use axum::{
    middleware,
    routing::{delete, get, post, put},
    Router,
};

use foundermentor_auth::{auth_middleware, JwtService};

use crate::handlers;
use crate::services::AppState;

pub fn create_routes(jwt_service: JwtService) -> Router<AppState> {
    let protected = Router::new()
        .route("/events", post(handlers::create_event))
        .route("/events", get(handlers::list_events))
        .route("/events/:event_id", get(handlers::get_event))
        .route("/events/:event_id", put(handlers::update_event))
        .route("/events/:event_id/register", post(handlers::register))
        .route("/events/:event_id/register", delete(handlers::unregister))
        .route("/events/:event_id/registrations", get(handlers::list_registrations))
        .route_layer(middleware::from_fn_with_state(jwt_service, auth_middleware));

    Router::new()
        .route("/health", get(handlers::health_check))
        .merge(protected)
}
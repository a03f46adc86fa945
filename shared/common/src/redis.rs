use redis::{aio::ConnectionManager, AsyncCommands, Client};
use serde::{de::DeserializeOwned, Serialize};

use crate::{AppError, RedisConfig};

/// Thin wrapper over a shared Redis connection manager. Used for auth
/// sessions, response caching, rate limiting and unread-message counters.
#[derive(Clone)]
pub struct RedisService {
    manager: ConnectionManager,
}

impl RedisService {
    pub async fn new(config: &RedisConfig) -> Result<Self, AppError> {
        let client = Client::open(config.connection_string()).map_err(AppError::Redis)?;
        let manager = ConnectionManager::new(client).await.map_err(AppError::Redis)?;

        // Test connection
        let mut conn = manager.clone();
        redis::cmd("PING")
            .query_async::<_, String>(&mut conn)
            .await
            .map_err(AppError::Redis)?;

        tracing::info!("Redis connection established");

        Ok(Self { manager })
    }

    // Session management
    pub async fn set_session(
        &self,
        user_id: &str,
        token: &str,
        expiry_seconds: u64,
    ) -> Result<(), AppError> {
        let mut conn = self.manager.clone();
        conn.set_ex(RedisKeys::session(user_id), token, expiry_seconds)
            .await
            .map_err(AppError::Redis)
    }

    pub async fn get_session(&self, user_id: &str) -> Result<Option<String>, AppError> {
        let mut conn = self.manager.clone();
        conn.get(RedisKeys::session(user_id))
            .await
            .map_err(AppError::Redis)
    }

    pub async fn delete_session(&self, user_id: &str) -> Result<(), AppError> {
        let mut conn = self.manager.clone();
        conn.del(RedisKeys::session(user_id))
            .await
            .map_err(AppError::Redis)
    }

    // Rate limiting
    pub async fn check_rate_limit(
        &self,
        key: &str,
        limit: u32,
        window_seconds: u64,
    ) -> Result<bool, AppError> {
        let mut conn = self.manager.clone();
        let current: u32 = conn.incr(key, 1).await.map_err(AppError::Redis)?;

        if current == 1 {
            conn.expire::<_, ()>(key, window_seconds as i64)
                .await
                .map_err(AppError::Redis)?;
        }

        Ok(current <= limit)
    }

    // Caching
    pub async fn cache_set<T>(
        &self,
        key: &str,
        value: &T,
        expiry_seconds: u64,
    ) -> Result<(), AppError>
    where
        T: Serialize,
    {
        let mut conn = self.manager.clone();
        let serialized = serde_json::to_string(value)
            .map_err(|e| AppError::Internal(format!("Serialization error: {}", e)))?;

        conn.set_ex(key, serialized, expiry_seconds)
            .await
            .map_err(AppError::Redis)
    }

    pub async fn cache_get<T>(&self, key: &str) -> Result<Option<T>, AppError>
    where
        T: DeserializeOwned,
    {
        let mut conn = self.manager.clone();
        let result: Option<String> = conn.get(key).await.map_err(AppError::Redis)?;

        match result {
            Some(data) => {
                let deserialized = serde_json::from_str(&data)
                    .map_err(|e| AppError::Internal(format!("Deserialization error: {}", e)))?;
                Ok(Some(deserialized))
            }
            None => Ok(None),
        }
    }

    pub async fn cache_delete(&self, key: &str) -> Result<(), AppError> {
        let mut conn = self.manager.clone();
        conn.del(key).await.map_err(AppError::Redis)
    }

    // Unread-message counters, keyed per (user, conversation)
    pub async fn incr_unread(&self, user_id: &str, conversation_id: &str) -> Result<i64, AppError> {
        let mut conn = self.manager.clone();
        conn.incr(RedisKeys::unread(user_id, conversation_id), 1)
            .await
            .map_err(AppError::Redis)
    }

    pub async fn get_unread(&self, user_id: &str, conversation_id: &str) -> Result<i64, AppError> {
        let mut conn = self.manager.clone();
        let count: Option<i64> = conn
            .get(RedisKeys::unread(user_id, conversation_id))
            .await
            .map_err(AppError::Redis)?;
        Ok(count.unwrap_or(0))
    }

    pub async fn reset_unread(&self, user_id: &str, conversation_id: &str) -> Result<(), AppError> {
        let mut conn = self.manager.clone();
        conn.del(RedisKeys::unread(user_id, conversation_id))
            .await
            .map_err(AppError::Redis)
    }

    // Health check
    pub async fn health_check(&self) -> Result<(), AppError> {
        let mut conn = self.manager.clone();
        redis::cmd("PING")
            .query_async::<_, String>(&mut conn)
            .await
            .map_err(AppError::Redis)?;
        Ok(())
    }
}

// Redis key builders
pub struct RedisKeys;

impl RedisKeys {
    pub fn session(user_id: &str) -> String {
        format!("session:{}", user_id)
    }

    pub fn rate_limit(user_id: &str, endpoint: &str) -> String {
        format!("rate_limit:{}:{}", user_id, endpoint)
    }

    pub fn profile_cache(user_id: &str) -> String {
        format!("profile_cache:{}", user_id)
    }

    pub fn mentor_rating_cache(mentor_id: &str) -> String {
        format!("mentor_rating_cache:{}", mentor_id)
    }

    pub fn unread(user_id: &str, conversation_id: &str) -> String {
        format!("unread:{}:{}", user_id, conversation_id)
    }
}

# [EXERCISE PROMPT]
Make an exact copy of all the data.

# [ANSWER BOX]
use axum::{
    middleware,
    routing::{delete, get, post, put},
    Router,
};

use foundermentor_auth::{auth_middleware, JwtService};

use crate::handlers;
use crate::services::AppState;

pub fn create_routes(jwt_service: JwtService) -> Router<AppState> {
    let protected = Router::new()
        .route("/events", post(handlers::create_event))
        .route("/events", get(handlers::list_events))
        .route("/events/:event_id", get(handlers::get_event))
        .route("/events/:event_id", put(handlers::update_event))
        .route("/events/:event_id/register", post(handlers::register))
        .route("/events/:event_id/register", delete(handlers::unregister))
        .route("/events/:event_id/registrations", get(handlers::list_registrations))
        .route_layer(middleware::from_fn_with_state(jwt_service, auth_middleware));

    Router::new()
        .route("/health", get(handlers::health_check))
        .merge(protected)
}
repository a03f46adc86fa945
filename shared/common/src/redis.rs
use redis::{aio::ConnectionManager, AsyncCommands, Client};
use serde::{de::DeserializeOwned, Serialize};

use crate::{AppError, RedisConfig};

/// Thin wrapper over a shared Redis connection manager. Used for auth
/// sessions, response caching, rate limiting and unread-message counters.
#[derive(Clone)]
pub struct RedisService {
    manager: ConnectionManager,
}

impl RedisService {
    pub async fn new(config: &RedisConfig) -> Result<Self, AppError> {
        let client = Client::open(config.connection_string()).map_err(AppError::Redis)?;
        let manager = ConnectionManager::new(client).await.map_err(AppError::Redis)?;

        // Test connection
        let mut conn = manager.clone();
        redis::cmd("PING")
            .query_async::<_, String>(&mut conn)
            .await
            .map_err(AppError::Redis)?;

        tracing::info!("Redis connection established");

        Ok(Self { manager })
    }

    // Session management
    pub async fn set_session(
        &self,
        user_id: &str,
        token: &str,
        expiry_seconds: u64,
    ) -> Result<(), AppError> {
        let mut conn = self.manager.clone();
        conn.set_ex(RedisKeys::session(user_id), token, expiry_seconds)
            .await
            .map_err(AppError::Redis)
    }

    pub async fn get_session(&self, user_id: &str) -> Result<Option<String>, AppError> {
        let mut conn = self.manager.clone();
        conn.get(RedisKeys::session(user_id))
            .await
            .map_err(AppError::Redis)
    }

    pub async fn delete_session(&self, user_id: &str) -> Result<(), AppError> {
        let mut conn = self.manager.clone();
        conn.del(RedisKeys::session(user_id))
            .await
            .map_err(AppError::Redis)
    }

    // Rate limiting
    pub async fn check_rate_limit(
        &self,
        key: &str,
        limit: u32,
        window_seconds: u64,
    ) -> Result<bool, AppError> {
        let mut conn = self.manager.clone();
        let current: u32 = conn.incr(key, 1).await.map_err(AppError::Redis)?;

        if current == 1 {
            conn.expire::<_, ()>(key, window_seconds as i64)
                .await
                .map_err(AppError::Redis)?;
        }

        Ok(current <= limit)
    }

    // Caching
    pub async fn cache_set<T>(
        &self,
        key: &str,
        value: &T,
        expiry_seconds: u64,
    ) -> Result<(), AppError>
    where
        T: Serialize,
    {
        let mut conn = self.manager.clone();
        let serialized = serde_json::to_string(value)
            .map_err(|e| AppError::Internal(format!("Serialization error: {}", e)))?;

        conn.set_ex(key, serialized, expiry_seconds)
            .await
            .map_err(AppError::Redis)
    }

    pub async fn cache_get<T>(&self, key: &str) -> Result<Option<T>, AppError>
    where
        T: DeserializeOwned,
    {
        let mut conn = self.manager.clone();
        let result: Option<String> = conn.get(key).await.map_err(AppError::Redis)?;

        match result {
            Some(data) => {
                let deserialized = serde_json::from_str(&data)
                    .map_err(|e| AppError::Internal(format!("Deserialization error: {}", e)))?;
                Ok(Some(deserialized))
            }
            None => Ok(None),
        }
    }

    pub async fn cache_delete(&self, key: &str) -> Result<(), AppError> {
        let mut conn = self.manager.clone();
        conn.del(key).await.map_err(AppError::Redis)
    }

    // Unread-message counters, keyed per (user, conversation)
    pub async fn incr_unread(&self, user_id: &str, conversation_id: &str) -> Result<i64, AppError> {
        let mut conn = self.manager.clone();
        conn.incr(RedisKeys::unread(user_id, conversation_id), 1)
            .await
            .map_err(AppError::Redis)
    }

    pub async fn get_unread(&self, user_id: &str, conversation_id: &str) -> Result<i64, AppError> {
        let mut conn = self.manager.clone();
        let count: Option<i64> = conn
            .get(RedisKeys::unread(user_id, conversation_id))
            .await
            .map_err(AppError::Redis)?;
        Ok(count.unwrap_or(0))
    }

    pub async fn reset_unread(&self, user_id: &str, conversation_id: &str) -> Result<(), AppError> {
        let mut conn = self.manager.clone();
        conn.del(RedisKeys::unread(user_id, conversation_id))
            .await
            .map_err(AppError::Redis)
    }

    // Health check
    pub async fn health_check(&self) -> Result<(), AppError> {
        let mut conn = self.manager.clone();
        redis::cmd("PING")
            .query_async::<_, String>(&mut conn)
            .await
            .map_err(AppError::Redis)?;
        Ok(())
    }
}

// Redis key builders
pub struct RedisKeys;

impl RedisKeys {
    pub fn session(user_id: &str) -> String {
        format!("session:{}", user_id)
    }

    pub fn rate_limit(user_id: &str, endpoint: &str) -> String {
        format!("rate_limit:{}:{}", user_id, endpoint)
    }

    pub fn profile_cache(user_id: &str) -> String {
        format!("profile_cache:{}", user_id)
    }

    pub fn mentor_rating_cache(mentor_id: &str) -> String {
        format!("mentor_rating_cache:{}", mentor_id)
    }

    pub fn unread(user_id: &str, conversation_id: &str) -> String {
        format!("unread:{}:{}", user_id, conversation_id)
    }
}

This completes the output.